Here is my sermon from Sunday. The text was John 11:17-35:
So,
let my start by saying that today’s message is going to be a hard one, or at
least one that we all cry about, because as we conclude our sermon series on
resurrection stories we deal with the issue for which we most want
resurrection, loss. After all, the reason for the season in which we started
this series, Easter, was because of the death of Jesus and his resurrection
from the dead. As an Easter people, our faith is grounded in the reality of
resurrection. We believe that hope is possible even in the worst of
circumstances, in the darkest moments of our lives, that even in the valley of
the shadow of death, that God is with us and that God is there not only to
comfort us but to even bring about miracles.
Mary
and Martha, who are sisters, send word to tell Jesus that their brother Lazarus
is ill. We are also told that Jesus loves Lazarus, but Jesus does not
immediately leave but instead stayed on the other side of the Jordan, where
John had been baptizing people. Then Jesus tells the disciples they are going
to head back to Judea, and he says that he is going to wake up Lazarus, which
confuses the disciples as they think he is merely asleep, and so Jesus has to
be more direct and tells them that Lazarus has died, and then Thomas makes a
usual statement and says, “Let us also go, that we may die with him.” It’s not
clear whom Thomas is speaking of, Lazarus or Jesus, but presumably he is saying
that they know Jesus life is at risk, and so their lives are also at risk, and
he is making a pledge that they will die with Christ. Which of course they don’t, but they go with Jesus
and when they arrive they find that Lazarus has already been dead for four
days.

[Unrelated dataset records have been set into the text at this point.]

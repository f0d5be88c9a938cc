use chrono::{DateTime, Utc};
use serde::{Deserialize, Serialize};

// --- Search gateway output ---

/// One hit returned by the search gateway, already validated against the
/// expected schema.
#[derive(Debug, Clone, PartialEq, Serialize, Deserialize)]
pub struct RawResult {
    pub title: String,
    pub url: String,
    pub content: String,
    #[serde(default)]
    pub score: f64,
}

impl From<tavily_client::SearchResult> for RawResult {
    fn from(r: tavily_client::SearchResult) -> Self {
        Self {
            title: r.title,
            url: r.url,
            content: r.content,
            score: r.score,
        }
    }
}

// --- Products and rankings ---

/// One discovered listing.
#[derive(Debug, Clone, PartialEq, Eq, Serialize, Deserialize)]
#[serde(rename_all = "camelCase")]
pub struct Product {
    pub title: String,
    /// Whole yen. `0` means no price was found, not "free".
    pub price: u64,
    pub availability: bool,
    pub product_url: String,
    #[serde(default, skip_serializing_if = "Option::is_none")]
    pub image_url: Option<String>,
    #[serde(default)]
    pub description: String,
    #[serde(default, skip_serializing_if = "Option::is_none")]
    pub seller: Option<String>,
}

/// All products found on one normalized site.
#[derive(Debug, Clone, PartialEq, Serialize, Deserialize)]
#[serde(rename_all = "camelCase")]
pub struct SiteRanking {
    pub site: String,
    pub site_url: String,
    pub product_count: usize,
    pub products: Vec<Product>,
    pub last_updated: DateTime<Utc>,
}

impl SiteRanking {
    pub fn new(
        site: String,
        site_url: String,
        products: Vec<Product>,
        last_updated: DateTime<Utc>,
    ) -> Self {
        Self {
            site,
            site_url,
            product_count: products.len(),
            products,
            last_updated,
        }
    }
}

// --- Filter preferences ---

#[derive(Debug, Clone, Copy, PartialEq, Eq, Serialize, Deserialize)]
pub struct PriceRange {
    pub min: u64,
    pub max: u64,
}

impl PriceRange {
    pub fn contains(&self, price: u64) -> bool {
        price >= self.min && price <= self.max
    }
}

#[derive(Debug, Clone, Copy, PartialEq, Eq, Serialize, Deserialize)]
#[serde(rename_all = "lowercase")]
pub enum SortBy {
    Price,
    Title,
    Site,
    Date,
}

#[derive(Debug, Clone, Copy, Default, PartialEq, Eq, Serialize, Deserialize)]
#[serde(rename_all = "lowercase")]
pub enum SortOrder {
    #[default]
    Asc,
    Desc,
}

/// User-selected narrowing of a ranking snapshot. Every field is optional;
/// an all-`None` value leaves the snapshot untouched.
#[derive(Debug, Clone, Default, PartialEq, Eq, Serialize, Deserialize)]
#[serde(rename_all = "camelCase")]
pub struct SearchFilters {
    #[serde(default, skip_serializing_if = "Option::is_none")]
    pub price_range: Option<PriceRange>,
    #[serde(default, skip_serializing_if = "Option::is_none")]
    pub availability: Option<bool>,
    #[serde(default, skip_serializing_if = "Option::is_none")]
    pub sites: Option<Vec<String>>,
    #[serde(default, skip_serializing_if = "Option::is_none")]
    pub sort_by: Option<SortBy>,
    #[serde(default, skip_serializing_if = "Option::is_none")]
    pub sort_order: Option<SortOrder>,
}

#[cfg(test)]
mod tests {
    use super::*;
    use serde_json::json;

    fn product() -> Product {
        Product {
            title: "Title X DVD".to_string(),
            price: 3000,
            availability: true,
            product_url: "https://amazon.co.jp/x".to_string(),
            image_url: None,
            description: "価格 ¥3000円...".to_string(),
            seller: None,
        }
    }

    #[test]
    fn product_uses_camel_case_and_omits_empty_optionals() {
        let value = serde_json::to_value(product()).unwrap();
        assert_eq!(value["productUrl"], "https://amazon.co.jp/x");
        assert!(value.get("imageUrl").is_none());
        assert!(value.get("seller").is_none());
    }

    #[test]
    fn site_ranking_count_tracks_products() {
        let ranking = SiteRanking::new(
            "Amazon".to_string(),
            "https://amazon.co.jp".to_string(),
            vec![product(), product()],
            Utc::now(),
        );
        assert_eq!(ranking.product_count, 2);
    }

    #[test]
    fn last_updated_round_trips_through_iso_text() {
        let ts: DateTime<Utc> = "2026-10-19T09:30:00Z".parse().unwrap();
        let ranking = SiteRanking::new(
            "Amazon".to_string(),
            "https://amazon.co.jp".to_string(),
            vec![product()],
            ts,
        );
        let value = serde_json::to_value(&ranking).unwrap();
        assert_eq!(value["lastUpdated"], "2026-10-19T09:30:00Z");

        let restored: SiteRanking = serde_json::from_value(value).unwrap();
        assert_eq!(restored.last_updated, ts);
    }

    #[test]
    fn filters_accept_original_field_names() {
        let filters: SearchFilters = serde_json::from_value(json!({
            "priceRange": {"min": 1000, "max": 5000},
            "availability": true,
            "sortBy": "price",
            "sortOrder": "desc"
        }))
        .unwrap();
        assert_eq!(filters.price_range, Some(PriceRange { min: 1000, max: 5000 }));
        assert_eq!(filters.sort_by, Some(SortBy::Price));
        assert_eq!(filters.sort_order, Some(SortOrder::Desc));
        assert!(filters.sites.is_none());
    }
}
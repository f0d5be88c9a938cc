use thiserror::Error;

pub type Result<T> = std::result::Result<T, TavilyError>;

#[derive(Debug, Error)]
pub enum TavilyError {
    #[error("Network error: {0}")]
    Network(String),

    #[error("Tavily API error: {status} {message}")]
    Api { status: u16, message: String },

    #[error("Parse error: {0}")]
    Parse(String),

    #[error("Tavily API key is not configured")]
    MissingApiKey,
}

impl From<reqwest::Error> for TavilyError {
    fn from(err: reqwest::Error) -> Self {
        TavilyError::Network(err.to_string())
    }
}

impl From<serde_json::Error> for TavilyError {
    fn from(err: serde_json::Error) -> Self {
        TavilyError::Parse(err.to_string())
    }
}
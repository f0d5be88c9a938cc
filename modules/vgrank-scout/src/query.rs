use vgrank_common::QueryTerms;

/// Build the gateway query: the quoted term, AND any inclusion term, minus
/// every exclusion term.
///
/// `"<term>" AND ("a" OR "b") -"x" -"y"`
///
/// The term is not escaped or length-checked. Callers validate emptiness.
pub fn build_query(term: &str, terms: &QueryTerms) -> String {
    let inclusive = terms
        .include
        .iter()
        .map(|t| format!("\"{t}\""))
        .collect::<Vec<_>>()
        .join(" OR ");
    let exclusive = terms
        .exclude
        .iter()
        .map(|t| format!("-\"{t}\""))
        .collect::<Vec<_>>()
        .join(" ");

    format!("\"{term}\" AND ({inclusive}) {exclusive}")
}

#[cfg(test)]
mod tests {
    use super::*;

    fn small_terms() -> QueryTerms {
        QueryTerms {
            include: vec!["DVD".to_string(), "Blu-ray".to_string()],
            exclude: vec!["カード".to_string(), "TCG".to_string()],
        }
    }

    #[test]
    fn query_has_fixed_shape() {
        let q = build_query("Title X", &small_terms());
        assert_eq!(
            q,
            r#""Title X" AND ("DVD" OR "Blu-ray") -"カード" -"TCG""#
        );
    }

    #[test]
    fn default_terms_appear_in_configured_order() {
        let terms = QueryTerms::default();
        let q = build_query("美しい彼", &terms);

        assert!(q.starts_with("\"美しい彼\" AND ("));

        let mut cursor = 0;
        for t in terms.include.iter() {
            let needle = format!("\"{t}\"");
            let pos = q[cursor..].find(&needle).expect("inclusion term missing") + cursor;
            cursor = pos + needle.len();
        }
        for t in terms.exclude.iter() {
            let needle = format!("-\"{t}\"");
            let pos = q[cursor..].find(&needle).expect("exclusion term missing") + cursor;
            cursor = pos + needle.len();
        }
        assert_eq!(cursor, q.len());
    }

    #[test]
    fn inclusion_terms_are_joined_by_or() {
        let terms = QueryTerms::default();
        let q = build_query("x", &terms);
        assert_eq!(q.matches(" OR ").count(), terms.include.len() - 1);
        assert_eq!(q.matches(" -\"").count(), terms.exclude.len());
    }
}
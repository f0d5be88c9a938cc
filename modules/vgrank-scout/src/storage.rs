// Client-side persistence for the last ranking snapshot, search history and
// filter preferences.
//
// Everything sits behind KeyValueStore (get/set/remove of opaque text by key)
// so callers and tests never depend on a storage medium. Read failures of any
// kind degrade to the empty default; write failures are logged and dropped.

use std::collections::HashMap;
use std::io::ErrorKind;
use std::path::{Path, PathBuf};
use std::sync::{Arc, Mutex};

use anyhow::{anyhow, bail, Context, Result};
use serde::de::DeserializeOwned;
use serde::Serialize;
use tracing::{error, warn};

use vgrank_common::{SearchFilters, SiteRanking};

pub const RANKING_DATA_KEY: &str = "vg_ranking_data";
pub const SEARCH_FILTERS_KEY: &str = "vg_search_filters";
pub const SEARCH_HISTORY_KEY: &str = "vg_search_history";

const ALL_KEYS: [&str; 3] = [RANKING_DATA_KEY, SEARCH_FILTERS_KEY, SEARCH_HISTORY_KEY];

/// Most-recent-first, deduplicated.
pub const MAX_HISTORY: usize = 10;

// ---------------------------------------------------------------------------
// KeyValueStore
// ---------------------------------------------------------------------------

pub trait KeyValueStore: Send + Sync {
    fn get(&self, key: &str) -> Result<Option<String>>;
    fn set(&self, key: &str, value: &str) -> Result<()>;
    fn remove(&self, key: &str) -> Result<()>;
}

/// In-process map. Used for session data and tests.
#[derive(Default)]
pub struct MemoryStore {
    entries: Mutex<HashMap<String, String>>,
}

impl MemoryStore {
    pub fn new() -> Self {
        Self::default()
    }
}

impl KeyValueStore for MemoryStore {
    fn get(&self, key: &str) -> Result<Option<String>> {
        let entries = self.entries.lock().map_err(|_| anyhow!("store lock poisoned"))?;
        Ok(entries.get(key).cloned())
    }

    fn set(&self, key: &str, value: &str) -> Result<()> {
        let mut entries = self.entries.lock().map_err(|_| anyhow!("store lock poisoned"))?;
        entries.insert(key.to_string(), value.to_string());
        Ok(())
    }

    fn remove(&self, key: &str) -> Result<()> {
        let mut entries = self.entries.lock().map_err(|_| anyhow!("store lock poisoned"))?;
        entries.remove(key);
        Ok(())
    }
}

/// One `<key>.json` file per entry under a data directory.
pub struct FileStore {
    dir: PathBuf,
}

impl FileStore {
    pub fn new(dir: impl Into<PathBuf>) -> Self {
        Self { dir: dir.into() }
    }

    pub fn dir(&self) -> &Path {
        &self.dir
    }

    fn path_for(&self, key: &str) -> Result<PathBuf> {
        let valid = !key.is_empty()
            && key
                .chars()
                .all(|c| c.is_ascii_alphanumeric() || c == '_' || c == '-');
        if !valid {
            bail!("invalid storage key: {key:?}");
        }
        Ok(self.dir.join(format!("{key}.json")))
    }
}

impl KeyValueStore for FileStore {
    fn get(&self, key: &str) -> Result<Option<String>> {
        let path = self.path_for(key)?;
        match std::fs::read_to_string(&path) {
            Ok(text) => Ok(Some(text)),
            Err(e) if e.kind() == ErrorKind::NotFound => Ok(None),
            Err(e) => Err(e).with_context(|| format!("Failed to read {}", path.display())),
        }
    }

    fn set(&self, key: &str, value: &str) -> Result<()> {
        let path = self.path_for(key)?;
        std::fs::create_dir_all(&self.dir)
            .with_context(|| format!("Failed to create {}", self.dir.display()))?;
        std::fs::write(&path, value)
            .with_context(|| format!("Failed to write {}", path.display()))
    }

    fn remove(&self, key: &str) -> Result<()> {
        let path = self.path_for(key)?;
        match std::fs::remove_file(&path) {
            Ok(()) => Ok(()),
            Err(e) if e.kind() == ErrorKind::NotFound => Ok(()),
            Err(e) => Err(e).with_context(|| format!("Failed to remove {}", path.display())),
        }
    }
}

// ---------------------------------------------------------------------------
// StateStore
// ---------------------------------------------------------------------------

/// Typed access to persisted UI state. `local` survives restarts, `session`
/// holds throwaway data for the current process.
#[derive(Clone)]
pub struct StateStore {
    local: Arc<dyn KeyValueStore>,
    session: Arc<dyn KeyValueStore>,
}

impl StateStore {
    pub fn new(local: Arc<dyn KeyValueStore>, session: Arc<dyn KeyValueStore>) -> Self {
        Self { local, session }
    }

    pub fn in_memory() -> Self {
        Self::new(Arc::new(MemoryStore::new()), Arc::new(MemoryStore::new()))
    }

    pub fn save_ranking_data(&self, data: &[SiteRanking]) {
        if let Err(e) = write_json(self.local.as_ref(), RANKING_DATA_KEY, &data) {
            error!(error = %e, "Failed to save ranking data");
        }
    }

    /// Last saved snapshot with timestamps restored. Empty on any failure.
    ///
    /// Counts are recomputed from the stored products and empty sites are
    /// dropped, so a hand-edited snapshot cannot disagree with itself.
    pub fn ranking_data(&self) -> Vec<SiteRanking> {
        match read_json::<Vec<SiteRanking>>(self.local.as_ref(), RANKING_DATA_KEY) {
            Ok(data) => {
                let stored = data.unwrap_or_default();
                let stored_len = stored.len();
                let restored: Vec<SiteRanking> = stored
                    .into_iter()
                    .filter(|r| !r.products.is_empty())
                    .map(|r| SiteRanking::new(r.site, r.site_url, r.products, r.last_updated))
                    .collect();
                if restored.len() != stored_len {
                    warn!(
                        dropped = stored_len - restored.len(),
                        "Dropped empty sites from stored ranking data"
                    );
                }
                restored
            }
            Err(e) => {
                warn!(error = %e, "Failed to load ranking data");
                Vec::new()
            }
        }
    }

    pub fn save_search_filters(&self, filters: &SearchFilters) {
        if let Err(e) = write_json(self.local.as_ref(), SEARCH_FILTERS_KEY, filters) {
            error!(error = %e, "Failed to save search filters");
        }
    }

    pub fn search_filters(&self) -> Option<SearchFilters> {
        match read_json(self.local.as_ref(), SEARCH_FILTERS_KEY) {
            Ok(filters) => filters,
            Err(e) => {
                warn!(error = %e, "Failed to load search filters");
                None
            }
        }
    }

    /// Push `query` to the front of the history, dropping older duplicates.
    pub fn save_search_history(&self, query: &str) {
        let mut history = self.search_history();
        history.retain(|q| q != query);
        history.insert(0, query.to_string());
        history.truncate(MAX_HISTORY);

        if let Err(e) = write_json(self.local.as_ref(), SEARCH_HISTORY_KEY, &history) {
            error!(error = %e, "Failed to save search history");
        }
    }

    pub fn search_history(&self) -> Vec<String> {
        match read_json(self.local.as_ref(), SEARCH_HISTORY_KEY) {
            Ok(history) => history.unwrap_or_default(),
            Err(e) => {
                warn!(error = %e, "Failed to load search history");
                Vec::new()
            }
        }
    }

    pub fn clear_all(&self) {
        for key in ALL_KEYS {
            if let Err(e) = self.local.remove(key) {
                error!(key, error = %e, "Failed to clear storage data");
            }
        }
    }

    // --- session data ---

    pub fn save_temporary<T: Serialize>(&self, key: &str, data: &T) {
        if let Err(e) = write_json(self.session.as_ref(), key, data) {
            error!(key, error = %e, "Failed to save temporary data");
        }
    }

    pub fn temporary<T: DeserializeOwned>(&self, key: &str) -> Option<T> {
        match read_json(self.session.as_ref(), key) {
            Ok(data) => data,
            Err(e) => {
                warn!(key, error = %e, "Failed to load temporary data");
                None
            }
        }
    }

    pub fn remove_temporary(&self, key: &str) {
        if let Err(e) = self.session.remove(key) {
            error!(key, error = %e, "Failed to remove temporary data");
        }
    }
}

fn write_json<T: Serialize + ?Sized>(store: &dyn KeyValueStore, key: &str, value: &T) -> Result<()> {
    let text = serde_json::to_string(value)?;
    store.set(key, &text)
}

fn read_json<T: DeserializeOwned>(store: &dyn KeyValueStore, key: &str) -> Result<Option<T>> {
    let Some(text) = store.get(key)? else {
        return Ok(None);
    };
    let value = serde_json::from_str(&text)
        .with_context(|| format!("Corrupt value under {key}"))?;
    Ok(Some(value))
}
//! CBI Common Library
#![deny(clippy::unwrap_used, clippy::expect_used)]
//!
//! Shared error handling and logging bootstrap for the CBI workspace.
//!
//! - **Error Handling**: [`CbiError`] and the [`Result`] alias
//! - **Logging**: `tracing` subscriber setup driven by `LOG_*` variables

pub mod error;
pub mod logging;

pub use error::{CbiError, Result};
//! Record schema registry types
//!
//! A [`DatasetSchema`] is pure data: where a dataset comes from, which source
//! fields it reads and how they are typed, the destination table and its
//! natural key, and which columns are derived by reverse geocoding. Each
//! dataset declares one `static` schema in its own module under
//! `ingest::datasets`, so adding a dataset never touches another's definition.

use thiserror::Error;

/// Minimum length of a floating ISO-8601 timestamp with milliseconds,
/// e.g. `2024-01-31T23:45:00.000`.
pub const SODA_TIMESTAMP_MIN_LEN: usize = 23;

/// An inconsistency in a dataset declaration
#[derive(Debug, Clone, PartialEq, Eq, Error)]
pub enum SchemaError {
    #[error("{dataset}: no source endpoints")]
    NoSources { dataset: &'static str },

    #[error("{dataset}: empty natural key")]
    EmptyNaturalKey { dataset: &'static str },

    #[error("{dataset}: duplicate column '{column}'")]
    DuplicateColumn {
        dataset: &'static str,
        column: &'static str,
    },

    #[error("{dataset}: natural key '{column}' is optional")]
    OptionalNaturalKey {
        dataset: &'static str,
        column: &'static str,
    },

    #[error("{dataset}: natural key '{column}' is not a field")]
    UnknownNaturalKey {
        dataset: &'static str,
        column: &'static str,
    },

    #[error("{dataset}: enrichment '{target}' needs numeric field '{column}'")]
    NonNumericCoordinate {
        dataset: &'static str,
        target: &'static str,
        column: &'static str,
    },
}

/// Declared primitive of a field, shared by the source and destination sides
#[derive(Debug, Clone, Copy, PartialEq, Eq)]
pub enum FieldKind {
    /// Short string, stored as `VARCHAR(255)`
    Text,
    /// Free-form string, stored as `TEXT`
    LongText,
    /// Number, stored as `DOUBLE PRECISION`
    Float,
    /// Floating timestamp string, stored as `TIMESTAMP`. Raw values shorter
    /// than `min_len` characters are rejected before parsing.
    Timestamp { min_len: usize },
}

impl FieldKind {
    pub fn sql_type(self) -> &'static str {
        match self {
            FieldKind::Text => "VARCHAR(255)",
            FieldKind::LongText => "TEXT",
            FieldKind::Float => "DOUBLE PRECISION",
            FieldKind::Timestamp { .. } => "TIMESTAMP",
        }
    }

    pub fn is_numeric(self) -> bool {
        matches!(self, FieldKind::Float)
    }
}

/// One source field and the column it lands in
#[derive(Debug, Clone, Copy, PartialEq, Eq)]
pub struct FieldSpec {
    /// Key in the source JSON object
    pub source: &'static str,
    /// Destination column name
    pub column: &'static str,
    pub kind: FieldKind,
    /// Absent or empty rejects the whole record
    pub required: bool,
    /// The source writes `0` for "unset"; a zero value rejects the record
    pub zero_is_unset: bool,
}

impl FieldSpec {
    pub const fn required(source: &'static str, column: &'static str, kind: FieldKind) -> Self {
        Self {
            source,
            column,
            kind,
            required: true,
            zero_is_unset: false,
        }
    }

    pub const fn optional(source: &'static str, column: &'static str, kind: FieldKind) -> Self {
        Self {
            source,
            column,
            kind,
            required: false,
            zero_is_unset: false,
        }
    }

    /// Mark a numeric field whose zero value means "unset".
    pub const fn zero_is_unset(mut self) -> Self {
        self.zero_is_unset = true;
        self
    }
}

/// A postal code derived from a latitude/longitude column pair
#[derive(Debug, Clone, Copy, PartialEq, Eq)]
pub struct Enrichment {
    pub latitude: &'static str,
    pub longitude: &'static str,
    /// Derived column, stored as `VARCHAR(255)`
    pub target: &'static str,
}

/// One row-list resource feeding a dataset
#[derive(Debug, Clone, Copy, PartialEq, Eq)]
pub struct SourceEndpoint {
    /// Resource identifier appended to the data-source base URL
    pub resource: &'static str,
    /// Maximum number of rows requested per run
    pub limit: u32,
    pub label: &'static str,
}

/// A destination column, in insert order
#[derive(Debug, Clone, Copy, PartialEq, Eq)]
pub struct Column {
    pub name: &'static str,
    pub kind: FieldKind,
}

#[derive(Debug, PartialEq, Eq)]
pub struct DatasetSchema {
    /// Stable identifier used by configuration, the CLI, and the HTTP trigger
    pub id: &'static str,
    pub table: &'static str,
    /// Concatenated in declaration order into one logical feed
    pub sources: &'static [SourceEndpoint],
    pub fields: &'static [FieldSpec],
    /// Destination columns forming the uniqueness constraint
    pub natural_key: &'static [&'static str],
    pub enrichments: &'static [Enrichment],
}

impl DatasetSchema {
    /// Table a run loads into before it is swapped over `table`.
    pub fn staging_table(&self) -> String {
        format!("{}__staging", self.table)
    }

    /// Declared fields followed by enrichment targets.
    pub fn columns(&self) -> Vec<Column> {
        self.fields
            .iter()
            .map(|f| Column {
                name: f.column,
                kind: f.kind,
            })
            .chain(self.enrichments.iter().map(|e| Column {
                name: e.target,
                kind: FieldKind::Text,
            }))
            .collect()
    }

    pub fn column_index(&self, column: &str) -> Option<usize> {
        self.columns().iter().position(|c| c.name == column)
    }

    pub fn field(&self, column: &str) -> Option<&FieldSpec> {
        self.fields.iter().find(|f| f.column == column)
    }

    /// Check the declaration is internally consistent.
    ///
    /// Every natural-key column must be a required field, every enrichment
    /// must read numeric fields, and column names must be unique.
    pub fn check(&self) -> Result<(), SchemaError> {
        let dataset = self.id;
        if self.sources.is_empty() {
            return Err(SchemaError::NoSources { dataset });
        }
        if self.natural_key.is_empty() {
            return Err(SchemaError::EmptyNaturalKey { dataset });
        }

        let columns = self.columns();
        for (i, column) in columns.iter().enumerate() {
            if columns[..i].iter().any(|c| c.name == column.name) {
                return Err(SchemaError::DuplicateColumn {
                    dataset,
                    column: column.name,
                });
            }
        }

        for &key in self.natural_key {
            match self.field(key) {
                Some(field) if field.required => {},
                Some(_) => return Err(SchemaError::OptionalNaturalKey { dataset, column: key }),
                None => return Err(SchemaError::UnknownNaturalKey { dataset, column: key }),
            }
        }

        for enrichment in self.enrichments {
            for coord in [enrichment.latitude, enrichment.longitude] {
                match self.field(coord) {
                    Some(field) if field.kind.is_numeric() => {},
                    _ => {
                        return Err(SchemaError::NonNumericCoordinate {
                            dataset,
                            target: enrichment.target,
                            column: coord,
                        });
                    },
                }
            }
        }

        Ok(())
    }
}
//! Civic data ingestion
//!
//! Each registered dataset is refreshed in full by a [`DatasetLoader`] run:
//! rows are fetched from the row-list API, validated, optionally reverse
//! geocoded, and swapped into a Postgres table. The [`IngestScheduler`] fires
//! those runs on a timer or on request.
//!
//! - **schema** / **datasets**: declarative per-dataset shapes
//! - **validation**: ordered field rules with reason codes
//! - **enrichment**: postal codes from coordinates
//! - **source**: row-list API client
//! - **sink**: table lifecycle behind a trait, Postgres implementation
//! - **loader**: the per-run state machine
//! - **scheduler**: concurrency, overlap protection and last-run tracking

pub mod config;
pub mod datasets;
pub mod enrichment;
pub mod error;
pub mod loader;
pub mod record;
pub mod scheduler;
pub mod schema;
pub mod sink;
pub mod source;
pub mod validation;

pub use config::IngestConfig;
pub use error::IngestError;
pub use loader::{DatasetLoader, LoadStage, LoaderSettings, Outcome, RunSummary};
pub use scheduler::{DatasetStatus, IngestScheduler, RunReport, TriggerError};
pub use schema::DatasetSchema;

use cbi_common::{CbiError, Result};
use std::sync::Arc;
use tracing::{info, warn};

use enrichment::{GoogleGeocoder, ReverseGeocoder, UnconfiguredGeocoder};
use sink::Sink;
use source::SodaClient;

/// Look up `ids` in the registry.
///
/// Unknown ids are an error. Datasets that need reverse geocoding are left out
/// with a warning when `geocoding` is false.
pub fn resolve_datasets(
    ids: &[String],
    geocoding: bool,
) -> Result<Vec<&'static DatasetSchema>> {
    let mut resolved = Vec::with_capacity(ids.len());

    for id in ids {
        let schema = datasets::find(id).ok_or_else(|| CbiError::UnknownDataset(id.clone()))?;

        if !schema.enrichments.is_empty() && !geocoding {
            warn!(dataset = %schema.id, "Dataset needs reverse geocoding but no API key is set, not scheduling it");
            continue;
        }
        if resolved.iter().any(|s: &&DatasetSchema| s.id == schema.id) {
            continue;
        }
        resolved.push(schema);
    }

    Ok(resolved)
}

/// Wire the production collaborators for `ids` into a scheduler.
pub fn build_scheduler(
    config: &IngestConfig,
    ids: &[String],
    sink: Arc<dyn Sink>,
) -> Result<IngestScheduler> {
    let datasets = resolve_datasets(ids, config.geocoder.is_configured())?;

    let source = SodaClient::new(
        config.source.base_url.clone(),
        config.source.app_token.clone(),
        config.source.page_size,
        config.http_timeout(),
    )
    .map_err(|e| CbiError::config(format!("data source client: {}", e)))?;

    let geocoder: Arc<dyn ReverseGeocoder> = match config.geocoder.api_key {
        Some(ref key) if config.geocoder.is_configured() => Arc::new(
            GoogleGeocoder::new(config.geocoder.base_url.clone(), key.clone(), config.http_timeout())
                .map_err(|e| CbiError::config(format!("geocoder client: {}", e)))?,
        ),
        _ => Arc::new(UnconfiguredGeocoder),
    };

    let loader = DatasetLoader::new(Arc::new(source), geocoder, sink, config.loader_settings());
    let scheduler = IngestScheduler::new(loader, datasets);

    info!(datasets = ?scheduler.datasets(), "Ingestion scheduler ready");
    Ok(scheduler)
}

Now this little bit of information is significant because it was believed
that the spirit, the soul, or someone who had died would stay around the body
for three days, for the hope that they were only slightly dead, but by the
fourth day the body has already begun to decay and to stink, and so the soul
then goes away, and so what we are being told here is that everyone has given
up, that there is no hope for a miracle, which is where today’s passage begins.